- **Work instruction**:
Would you count the lines in the entries below that contain "compute"? Reply with the number only.

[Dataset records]
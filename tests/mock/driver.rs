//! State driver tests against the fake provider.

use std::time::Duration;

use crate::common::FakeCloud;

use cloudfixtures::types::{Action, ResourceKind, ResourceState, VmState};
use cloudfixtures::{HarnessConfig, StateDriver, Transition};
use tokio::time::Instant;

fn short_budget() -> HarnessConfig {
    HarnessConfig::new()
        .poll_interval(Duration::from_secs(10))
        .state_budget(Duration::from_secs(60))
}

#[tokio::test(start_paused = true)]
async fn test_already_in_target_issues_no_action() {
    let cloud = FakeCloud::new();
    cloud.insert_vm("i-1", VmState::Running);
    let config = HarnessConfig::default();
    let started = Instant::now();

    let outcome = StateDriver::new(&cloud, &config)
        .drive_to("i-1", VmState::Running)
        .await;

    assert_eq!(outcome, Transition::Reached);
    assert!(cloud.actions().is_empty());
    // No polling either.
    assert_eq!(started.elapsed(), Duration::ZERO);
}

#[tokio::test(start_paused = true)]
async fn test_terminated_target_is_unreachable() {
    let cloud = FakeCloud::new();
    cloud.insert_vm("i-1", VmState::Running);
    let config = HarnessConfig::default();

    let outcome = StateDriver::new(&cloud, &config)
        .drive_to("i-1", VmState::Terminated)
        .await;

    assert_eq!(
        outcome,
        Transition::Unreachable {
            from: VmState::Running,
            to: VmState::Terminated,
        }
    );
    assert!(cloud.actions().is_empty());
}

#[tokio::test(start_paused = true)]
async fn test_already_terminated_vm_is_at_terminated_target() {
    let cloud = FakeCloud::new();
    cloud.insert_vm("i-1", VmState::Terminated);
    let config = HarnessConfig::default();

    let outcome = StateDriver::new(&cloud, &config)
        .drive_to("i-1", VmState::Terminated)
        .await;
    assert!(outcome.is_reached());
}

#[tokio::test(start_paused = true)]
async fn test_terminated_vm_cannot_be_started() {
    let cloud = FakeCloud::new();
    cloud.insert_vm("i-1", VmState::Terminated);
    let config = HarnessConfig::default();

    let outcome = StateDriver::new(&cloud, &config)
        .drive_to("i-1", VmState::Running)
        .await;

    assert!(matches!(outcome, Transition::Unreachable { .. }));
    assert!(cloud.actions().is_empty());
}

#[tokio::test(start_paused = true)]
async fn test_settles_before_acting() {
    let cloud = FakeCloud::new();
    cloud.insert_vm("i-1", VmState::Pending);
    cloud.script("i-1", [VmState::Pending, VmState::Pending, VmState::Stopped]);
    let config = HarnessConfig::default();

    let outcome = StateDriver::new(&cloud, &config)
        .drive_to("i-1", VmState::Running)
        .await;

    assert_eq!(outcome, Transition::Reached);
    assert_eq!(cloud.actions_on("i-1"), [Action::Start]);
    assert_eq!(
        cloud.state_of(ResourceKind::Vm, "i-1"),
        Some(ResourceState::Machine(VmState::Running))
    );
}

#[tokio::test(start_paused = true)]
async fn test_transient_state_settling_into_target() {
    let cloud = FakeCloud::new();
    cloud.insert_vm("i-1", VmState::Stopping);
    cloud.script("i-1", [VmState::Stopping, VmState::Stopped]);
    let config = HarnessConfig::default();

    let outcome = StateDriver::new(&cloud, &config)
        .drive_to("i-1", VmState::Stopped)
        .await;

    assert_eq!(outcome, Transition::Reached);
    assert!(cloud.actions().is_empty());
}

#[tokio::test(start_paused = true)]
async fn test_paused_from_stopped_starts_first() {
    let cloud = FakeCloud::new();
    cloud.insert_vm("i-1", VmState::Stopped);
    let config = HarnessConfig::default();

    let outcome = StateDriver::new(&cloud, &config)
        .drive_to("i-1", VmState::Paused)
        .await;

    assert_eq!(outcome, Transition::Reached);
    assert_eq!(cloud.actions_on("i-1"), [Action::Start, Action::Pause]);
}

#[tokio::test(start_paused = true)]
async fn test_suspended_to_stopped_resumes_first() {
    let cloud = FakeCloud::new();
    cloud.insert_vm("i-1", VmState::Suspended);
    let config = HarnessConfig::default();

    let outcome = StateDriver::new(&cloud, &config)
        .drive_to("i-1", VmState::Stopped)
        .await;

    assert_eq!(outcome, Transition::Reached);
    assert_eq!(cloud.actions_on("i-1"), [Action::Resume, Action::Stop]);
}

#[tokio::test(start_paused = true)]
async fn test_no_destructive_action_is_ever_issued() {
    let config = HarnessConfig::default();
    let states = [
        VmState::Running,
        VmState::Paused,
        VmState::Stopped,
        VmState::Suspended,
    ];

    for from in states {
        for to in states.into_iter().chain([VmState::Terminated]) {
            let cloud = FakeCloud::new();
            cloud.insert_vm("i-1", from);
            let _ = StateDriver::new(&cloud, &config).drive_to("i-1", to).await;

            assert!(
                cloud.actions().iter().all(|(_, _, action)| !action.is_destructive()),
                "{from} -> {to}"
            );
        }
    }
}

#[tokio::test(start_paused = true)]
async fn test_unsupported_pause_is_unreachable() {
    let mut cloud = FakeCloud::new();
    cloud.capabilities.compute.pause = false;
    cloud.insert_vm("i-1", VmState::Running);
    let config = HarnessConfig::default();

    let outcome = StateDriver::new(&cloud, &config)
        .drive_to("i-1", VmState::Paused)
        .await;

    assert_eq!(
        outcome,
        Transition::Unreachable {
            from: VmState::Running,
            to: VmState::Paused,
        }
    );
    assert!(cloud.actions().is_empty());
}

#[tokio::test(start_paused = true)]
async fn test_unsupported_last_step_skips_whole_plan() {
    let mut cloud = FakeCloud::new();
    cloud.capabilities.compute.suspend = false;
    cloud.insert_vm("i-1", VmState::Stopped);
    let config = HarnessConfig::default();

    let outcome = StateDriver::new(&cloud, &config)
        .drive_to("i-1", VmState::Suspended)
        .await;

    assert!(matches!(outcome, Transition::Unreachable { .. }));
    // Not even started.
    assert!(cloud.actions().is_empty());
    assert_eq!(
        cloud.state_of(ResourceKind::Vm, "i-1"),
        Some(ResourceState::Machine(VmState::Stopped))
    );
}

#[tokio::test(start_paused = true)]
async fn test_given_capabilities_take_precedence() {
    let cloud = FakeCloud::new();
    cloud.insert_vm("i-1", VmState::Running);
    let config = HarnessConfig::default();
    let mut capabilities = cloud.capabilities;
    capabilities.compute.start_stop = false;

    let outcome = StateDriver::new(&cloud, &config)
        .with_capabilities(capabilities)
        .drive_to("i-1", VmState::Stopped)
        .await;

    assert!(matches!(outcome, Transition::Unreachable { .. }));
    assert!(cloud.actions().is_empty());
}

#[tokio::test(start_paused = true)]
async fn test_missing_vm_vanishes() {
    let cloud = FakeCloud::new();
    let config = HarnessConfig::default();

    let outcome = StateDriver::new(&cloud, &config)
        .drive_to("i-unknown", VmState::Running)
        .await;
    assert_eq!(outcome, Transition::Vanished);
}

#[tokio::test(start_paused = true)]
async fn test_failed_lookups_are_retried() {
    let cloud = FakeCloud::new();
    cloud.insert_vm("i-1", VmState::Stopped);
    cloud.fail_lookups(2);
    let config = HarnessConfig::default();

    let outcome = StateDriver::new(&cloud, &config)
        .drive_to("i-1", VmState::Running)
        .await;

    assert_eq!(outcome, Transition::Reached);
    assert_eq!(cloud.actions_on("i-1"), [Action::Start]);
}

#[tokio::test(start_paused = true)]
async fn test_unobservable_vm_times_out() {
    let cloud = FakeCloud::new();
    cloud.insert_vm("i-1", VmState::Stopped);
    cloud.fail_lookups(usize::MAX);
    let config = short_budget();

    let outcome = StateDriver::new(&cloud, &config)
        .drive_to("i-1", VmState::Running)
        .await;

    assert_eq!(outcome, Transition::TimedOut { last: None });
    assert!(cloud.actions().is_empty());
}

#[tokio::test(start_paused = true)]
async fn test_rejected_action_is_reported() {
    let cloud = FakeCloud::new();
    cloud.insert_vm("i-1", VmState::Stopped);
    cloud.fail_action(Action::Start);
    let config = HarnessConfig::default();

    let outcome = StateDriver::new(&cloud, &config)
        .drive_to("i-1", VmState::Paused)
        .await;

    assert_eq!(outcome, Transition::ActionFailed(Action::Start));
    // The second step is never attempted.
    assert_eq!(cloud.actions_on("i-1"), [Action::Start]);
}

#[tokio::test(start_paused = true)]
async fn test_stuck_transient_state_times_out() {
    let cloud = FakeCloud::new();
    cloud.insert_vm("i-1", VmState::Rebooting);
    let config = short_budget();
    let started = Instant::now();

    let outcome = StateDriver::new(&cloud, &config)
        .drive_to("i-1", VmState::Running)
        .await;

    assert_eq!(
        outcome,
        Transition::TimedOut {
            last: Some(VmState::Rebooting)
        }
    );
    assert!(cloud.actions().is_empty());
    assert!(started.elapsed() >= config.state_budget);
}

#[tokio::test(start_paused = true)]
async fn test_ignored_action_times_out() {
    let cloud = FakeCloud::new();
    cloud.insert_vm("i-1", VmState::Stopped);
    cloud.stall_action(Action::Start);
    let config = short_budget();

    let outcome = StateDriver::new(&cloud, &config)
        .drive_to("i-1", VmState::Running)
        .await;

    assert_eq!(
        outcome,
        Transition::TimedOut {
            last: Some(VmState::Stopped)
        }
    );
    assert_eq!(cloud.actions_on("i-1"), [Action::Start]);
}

- **Answer**:
3